Recent U.S. and Saudi differences over the Arab Spring and Iranian nuclear negotiations exist against a larger backdrop: the gradual deterioration in Riyadh’s relationship with Washington. Throughout the Cold War, that relationship was justified by Washington’s commitment to defending the world’s preeminent energy producer from Soviet conquest. In the post–Cold War period, Washington remained concerned about secure access to Gulf energy supplies, but U.S. wars in Iraq ultimately contributed to the deterioration in bilateral ties with Riyadh, even though the Saudis had no love for Saddam Hussein’s Baathist regime. And, of course, the biggest shock to the U.S.-Saudi relationship came on 9/11, given the Saudi origins of fifteen of the nineteen Al Qaeda hijackers.

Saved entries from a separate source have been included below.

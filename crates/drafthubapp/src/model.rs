//! # Data Model
//!
//! A [`Draft`] is one unpublished title/body record. The persisted collection is a
//! single JSON array in insertion order:
//!
//! ```json
//! [{"id": 1718000000000, "title": "Hello World", "body": "content"}]
//! ```
//!
//! ## Identity
//!
//! Ids come from the creation time in milliseconds. Two drafts created in the same
//! millisecond (or after a clock step backwards) would collide, so [`next_id`]
//! bumps past the largest id already present, falling back to the lowest unused
//! id when the largest is `u64::MAX`. Ids are never reused while the draft they
//! name is alive and never change once assigned.
//!
//! ## Validation
//!
//! Title and body are stored sanitized (see [`crate::sanitize`]). A field that is
//! empty or only whitespace after sanitization is rejected; rejection is not an
//! error but a [`MutationStatus::Skipped`] outcome.

use serde::{Deserialize, Serialize};
use std::collections::BTreeSet;
use std::fmt;

pub type DraftId = u64;

#[derive(Debug, Clone, PartialEq, Eq, Serialize, Deserialize)]
pub struct Draft {
    pub id: DraftId,
    pub title: String,
    pub body: String,
}

impl Draft {
    pub fn new(id: DraftId, title: impl Into<String>, body: impl Into<String>) -> Self {
        Self {
            id,
            title: title.into(),
            body: body.into(),
        }
    }
}

/// Picks the id for a new draft: `now_millis`, unless some existing draft already
/// holds an id at or above it.
///
/// If the largest id is `DraftId::MAX` there is nothing above it, so the lowest
/// free id is used instead.
pub fn next_id(existing: &[Draft], now_millis: DraftId) -> DraftId {
    match existing.iter().map(|d| d.id).max() {
        Some(max) if max >= now_millis => {
            max.checked_add(1).unwrap_or_else(|| lowest_free_id(existing))
        }
        _ => now_millis,
    }
}

fn lowest_free_id(existing: &[Draft]) -> DraftId {
    let used: BTreeSet<DraftId> = existing.iter().map(|d| d.id).collect();
    let mut candidate = 0;
    for id in used {
        if id != candidate {
            break;
        }
        candidate += 1;
    }
    candidate
}

/// Why a mutation left the collection untouched.
#[derive(Debug, Clone, Copy, PartialEq, Eq)]
pub enum SkipReason {
    EmptyTitle,
    EmptyBody,
    UnknownId(DraftId),
}

impl fmt::Display for SkipReason {
    fn fmt(&self, f: &mut fmt::Formatter<'_>) -> fmt::Result {
        match self {
            SkipReason::EmptyTitle => write!(f, "title is empty"),
            SkipReason::EmptyBody => write!(f, "body is empty"),
            SkipReason::UnknownId(id) => write!(f, "no draft with id {}", id),
        }
    }
}

#[derive(Debug, Clone, PartialEq, Eq)]
pub enum MutationStatus {
    Applied(Draft),
    Skipped(SkipReason),
}

impl MutationStatus {
    pub fn is_applied(&self) -> bool {
        matches!(self, MutationStatus::Applied(_))
    }
}

/// Owner, repository and token for remote writes.
///
/// The token is opaque; `Debug` never prints it.
#[derive(Clone, Default, PartialEq, Eq)]
pub struct PublishCredentials {
    pub owner: String,
    pub repo: String,
    pub token: String,
}

impl PublishCredentials {
    pub fn new(
        owner: impl Into<String>,
        repo: impl Into<String>,
        token: impl Into<String>,
    ) -> Self {
        Self {
            owner: owner.into(),
            repo: repo.into(),
            token: token.into(),
        }
    }

    /// Names of the parts that are empty, in owner/repository/token order.
    pub fn missing_parts(&self) -> Vec<&'static str> {
        let mut missing = Vec::new();
        if self.owner.trim().is_empty() {
            missing.push("owner");
        }
        if self.repo.trim().is_empty() {
            missing.push("repository");
        }
        if self.token.trim().is_empty() {
            missing.push("token");
        }
        missing
    }
}

impl fmt::Debug for PublishCredentials {
    fn fmt(&self, f: &mut fmt::Formatter<'_>) -> fmt::Result {
        f.debug_struct("PublishCredentials")
            .field("owner", &self.owner)
            .field("repo", &self.repo)
            .field("token", &"<redacted>")
            .finish()
    }
}
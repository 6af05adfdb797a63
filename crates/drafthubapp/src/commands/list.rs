use crate::commands::CmdResult;
use crate::error::Result;
use crate::store::backend::BackingStore;
use crate::store::DraftStore;

pub async fn run<B: BackingStore>(store: &DraftStore<B>) -> Result<CmdResult> {
    Ok(CmdResult::default().with_listed_drafts(store.list().await))
}
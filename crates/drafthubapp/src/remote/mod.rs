//! # Remote Content API
//!
//! The publish pipeline only needs one write primitive, "create or update the file
//! at this path", plus a raw read used by `drafthub show`. [`ContentApi`] is that
//! seam; [`github::GithubClient`] implements it against the GitHub Contents API.
//!
//! Failures are values, not panics: a non-success HTTP status becomes
//! [`RemoteFailure`] with the status code and the response body, a transport
//! problem (timeout, DNS, TLS) becomes a [`RemoteFailure`] without a status.

use crate::model::PublishCredentials;
use async_trait::async_trait;
use std::fmt;

pub mod github;

/// One file write.
#[derive(Debug, Clone, PartialEq, Eq)]
pub struct PutFileRequest {
    /// Repository-relative path, e.g. `contents/Hello-World.md`.
    pub path: String,
    /// Raw UTF-8 content. Encoding for the wire is the client's job.
    pub content: Vec<u8>,
    pub message: String,
    pub branch: String,
}

/// Where to read a Markdown file from.
#[derive(Debug, Clone, PartialEq, Eq)]
pub struct FileSource {
    pub owner: String,
    pub repo: String,
    pub path: String,
}

#[derive(Debug, Clone, PartialEq, Eq)]
pub struct RemoteFailure {
    pub status: Option<u16>,
    pub message: String,
}

impl RemoteFailure {
    pub fn status(status: u16, message: impl Into<String>) -> Self {
        Self {
            status: Some(status),
            message: message.into(),
        }
    }

    pub fn transport(message: impl Into<String>) -> Self {
        Self {
            status: None,
            message: message.into(),
        }
    }
}

impl fmt::Display for RemoteFailure {
    fn fmt(&self, f: &mut fmt::Formatter<'_>) -> fmt::Result {
        match self.status {
            Some(code) => write!(f, "{} - {}", code, self.message),
            None => write!(f, "{}", self.message),
        }
    }
}

#[async_trait]
pub trait ContentApi: Send + Sync {
    /// Create the file at `request.path`, or overwrite it if it exists.
    async fn put_file(
        &self,
        request: &PutFileRequest,
        credentials: &PublishCredentials,
    ) -> Result<(), RemoteFailure>;

    /// Fetch the raw text of a file. `token` is optional for public repositories.
    async fn fetch_raw(
        &self,
        source: &FileSource,
        token: Option<&str>,
    ) -> Result<String, RemoteFailure>;
}
//! # Storage Layer
//!
//! [`DraftStore`] owns the canonical, ordered list of pending drafts. Raw I/O is
//! delegated to a [`backend::BackingStore`], so the same store logic runs against a
//! JSON file, memory, or any other medium that can hold one document.
//!
//! ## Whole-Collection Rewrites
//!
//! Every mutation is a read-modify-write of the entire collection:
//!
//! 1. **Load**: read the document and parse it as `Vec<Draft>`.
//! 2. **Modify**: push, replace in place, or filter.
//! 3. **Write**: serialize the full list and hand it to the backend.
//!
//! There are no field-level updates and no in-memory lock. Two processes
//! mutating the same backend concurrently resolve as last-writer-wins at
//! collection granularity.
//!
//! ## Failure Policy
//!
//! - **Reads fail open**: a missing, unreadable or unparsable document is an
//!   empty collection. Problems other than "missing" are logged at `warn`.
//! - **Writes fail closed**: a backend write error is returned to the caller as
//!   [`DrafthubError::BackingStoreUnavailable`](crate::error::DrafthubError).
//! - **Validation skips**: empty title/body or an unknown id leaves the backend
//!   untouched and returns [`MutationStatus::Skipped`].
//!
//! ## Storage Layout
//!
//! ```text
//! <data dir>/
//! └── drafts.json    # [{"id": .., "title": .., "body": ..}, ...]
//! ```
//!
//! ## Implementations
//!
//! - [`fs_backend::FsBackend`]: production, atomic temp-file + rename.
//! - [`mem_backend::MemBackend`]: for tests, with error simulation.

use crate::error::Result;
use crate::model::{next_id, Draft, DraftId, MutationStatus, SkipReason};
use crate::sanitize::{is_blank, strip_markup};
use backend::BackingStore;
use chrono::Utc;
use tracing::{debug, warn};

pub mod backend;
pub mod fs_backend;
pub mod mem_backend;

pub struct DraftStore<B: BackingStore> {
    backend: B,
}

impl<B: BackingStore> DraftStore<B> {
    pub fn with_backend(backend: B) -> Self {
        Self { backend }
    }

    pub fn backend(&self) -> &B {
        &self.backend
    }

    /// All drafts in insertion order. Never fails.
    pub async fn list(&self) -> Vec<Draft> {
        self.load().await
    }

    /// Append a new draft. Skipped if either field is blank after sanitizing.
    pub async fn add(&self, title: &str, body: &str) -> Result<MutationStatus> {
        let (title, body) = match clean_fields(title, body) {
            Ok(fields) => fields,
            Err(reason) => return Ok(MutationStatus::Skipped(reason)),
        };

        let mut drafts = self.load().await;
        let draft = Draft::new(next_id(&drafts, now_millis()), title, body);
        drafts.push(draft.clone());
        self.save(&drafts).await?;

        debug!(id = draft.id, "draft added");
        Ok(MutationStatus::Applied(draft))
    }

    /// Replace title and body of draft `id`, keeping its id and position.
    ///
    /// Older documents can hold several records with one id; all of them are
    /// rewritten, and `remove` drops all of them.
    pub async fn update(&self, id: DraftId, title: &str, body: &str) -> Result<MutationStatus> {
        let (title, body) = match clean_fields(title, body) {
            Ok(fields) => fields,
            Err(reason) => return Ok(MutationStatus::Skipped(reason)),
        };

        let mut drafts = self.load().await;
        let mut updated = None;
        for draft in drafts.iter_mut().filter(|d| d.id == id) {
            draft.title = title.clone();
            draft.body = body.clone();
            updated.get_or_insert_with(|| draft.clone());
        }
        let Some(updated) = updated else {
            return Ok(MutationStatus::Skipped(SkipReason::UnknownId(id)));
        };
        self.save(&drafts).await?;

        debug!(id, "draft updated");
        Ok(MutationStatus::Applied(updated))
    }

    /// Remove draft `id` if present.
    pub async fn remove(&self, id: DraftId) -> Result<MutationStatus> {
        let mut drafts = self.load().await;
        let Some(removed) = drafts.iter().find(|d| d.id == id).cloned() else {
            return Ok(MutationStatus::Skipped(SkipReason::UnknownId(id)));
        };
        drafts.retain(|d| d.id != id);
        self.save(&drafts).await?;

        debug!(id, "draft removed");
        Ok(MutationStatus::Applied(removed))
    }

    /// Empty the collection.
    pub async fn clear(&self) -> Result<()> {
        self.save(&[]).await?;
        debug!("drafts cleared");
        Ok(())
    }

    async fn load(&self) -> Vec<Draft> {
        let bytes = match self.backend.read().await {
            Ok(Some(bytes)) => bytes,
            Ok(None) => return Vec::new(),
            Err(e) => {
                warn!(location = %self.backend.location(), error = %e, "drafts unreadable, treating as empty");
                return Vec::new();
            }
        };
        if bytes.iter().all(u8::is_ascii_whitespace) {
            return Vec::new();
        }
        match serde_json::from_slice(&bytes) {
            Ok(drafts) => drafts,
            Err(e) => {
                warn!(location = %self.backend.location(), error = %e, "drafts document malformed, treating as empty");
                Vec::new()
            }
        }
    }

    async fn save(&self, drafts: &[Draft]) -> Result<()> {
        let bytes = serde_json::to_vec_pretty(drafts)?;
        self.backend.write(&bytes).await
    }
}

fn clean_fields(title: &str, body: &str) -> std::result::Result<(String, String), SkipReason> {
    let title = strip_markup(title);
    if is_blank(&title) {
        return Err(SkipReason::EmptyTitle);
    }
    let body = strip_markup(body);
    if is_blank(&body) {
        return Err(SkipReason::EmptyBody);
    }
    Ok((title, body))
}

fn now_millis() -> DraftId {
    DraftId::try_from(Utc::now().timestamp_millis()).unwrap_or_default()
}
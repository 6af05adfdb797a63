//! # Drafthub Architecture
//!
//! Drafthub keeps short text drafts locally and publishes them in bulk as
//! Markdown files committed through the GitHub Contents API. This crate is the
//! UI-agnostic core; the `drafthub` binary is one client of it.
//!
//! ## Layers
//!
//! ```text
//! ┌─────────────────────────────────────────────────────────────┐
//! │  CLI (drafthub crate)                                       │
//! │  - Parses arguments, renders CmdResult, owns exit codes     │
//! └─────────────────────────────────────────────────────────────┘
//!                              │
//!                              ▼
//! ┌─────────────────────────────────────────────────────────────┐
//! │  API (api.rs)                                               │
//! │  - DraftsApi: one method per user operation                 │
//! └─────────────────────────────────────────────────────────────┘
//!                              │
//!                              ▼
//! ┌─────────────────────────────────────────────────────────────┐
//! │  Commands (commands/*.rs)                                   │
//! │  - Business logic, returns CmdResult, no I/O assumptions    │
//! └─────────────────────────────────────────────────────────────┘
//!                 │                               │
//!                 ▼                               ▼
//! ┌───────────────────────────────┐ ┌───────────────────────────┐
//! │  store/ + publish.rs          │ │  remote/                  │
//! │  DraftStore over BackingStore │ │  ContentApi, GithubClient │
//! │  PublishCoordinator           │ │                           │
//! └───────────────────────────────┘ └───────────────────────────┘
//! ```
//!
//! ## Data Flow
//!
//! add / edit / delete → `DraftStore` rewrites the whole collection → the UI
//! lists it again → `publish` hands the snapshot to `PublishCoordinator`, which
//! writes one file per draft, in order, and clears the store only if every
//! write succeeded.
//!
//! ## No I/O Assumptions in Core
//!
//! Nothing in this crate prints or exits. Diagnostics go through `tracing`;
//! the subscriber is the binary's business.
//!
//! ## Module Overview
//!
//! - [`api`]: facade used by clients
//! - [`commands`]: one module per operation
//! - [`config`]: settings file, environment and defaults
//! - [`error`]: error type
//! - [`init`]: builds a ready-to-use context
//! - [`model`]: `Draft`, ids, credentials
//! - [`publish`]: bulk publish pipeline
//! - [`remote`]: Contents API seam and GitHub client
//! - [`sanitize`]: markup stripping
//! - [`store`]: draft persistence

pub mod api;
pub mod commands;
pub mod config;
pub mod error;
pub mod init;
pub mod model;
pub mod publish;
pub mod remote;
pub mod sanitize;
pub mod store;

#[cfg(any(test, feature = "test_utils"))]
pub mod test_utils;
use crate::commands::{CmdMessage, CmdResult};
use crate::error::Result;
use crate::model::MutationStatus;
use crate::store::backend::BackingStore;
use crate::store::DraftStore;

pub async fn run<B: BackingStore>(
    store: &DraftStore<B>,
    title: &str,
    body: &str,
) -> Result<CmdResult> {
    let mut result = CmdResult::default();
    match store.add(title, body).await? {
        MutationStatus::Applied(draft) => {
            result.add_message(CmdMessage::success(format!(
                "Draft added ({}): {}",
                draft.id, draft.title
            )));
            result.affected_drafts.push(draft);
        }
        MutationStatus::Skipped(reason) => {
            result.add_message(CmdMessage::warning(format!("Nothing added: {}", reason)));
        }
    }
    Ok(result)
}
//! # CLI Behavior
//!
//! This is one UI client for drafthub. It is the only place that knows about
//! terminal I/O, exit codes, and output formatting.
//!
//! ## Naked Execution
//!
//! Running `drafthub` with no arguments is `drafthub list`.
//!
//! ## Revalidate After Mutations
//!
//! `add`, `edit`, `delete` and `publish` print their own messages and then the
//! current draft list, read back from the store. What you see is what is
//! persisted, not what the command believes it wrote.
//!
//! ## Credentials
//!
//! `publish` takes owner, repository and token from flags first, then from the
//! environment (`DRAFTHUB_OWNER`, `DRAFTHUB_REPO`, `GITHUB_TOKEN`), then from the
//! config file. Nothing is sent unless all three are present.
//!
//! ## Module Structure
//!
//! - `commands`: per-command handlers that call the API and print
//! - `logging`: tracing subscriber setup
//! - `render`: draft list, messages and Markdown for the terminal
//! - `setup`: argument parsing via clap
//! - `styles`: terminal styles

mod commands;
mod logging;
mod render;
pub mod setup;
mod styles;

pub use commands::run;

Looking ahead, there are additional reasons to anticipate that Saudi-U.S. ties will ebb. Above all, whereas U.S. energy imports from Saudi Arabia used to be taken for granted, the U.S.-led technological revolution in hydraulic fracturing, or “fracking,” and improvements in energy efficiencies are turning the United States into a net energy exporter. Energy sales will no longer offer as significant commercial ballast to the U.S.-Saudi bilateral relationship as they once did.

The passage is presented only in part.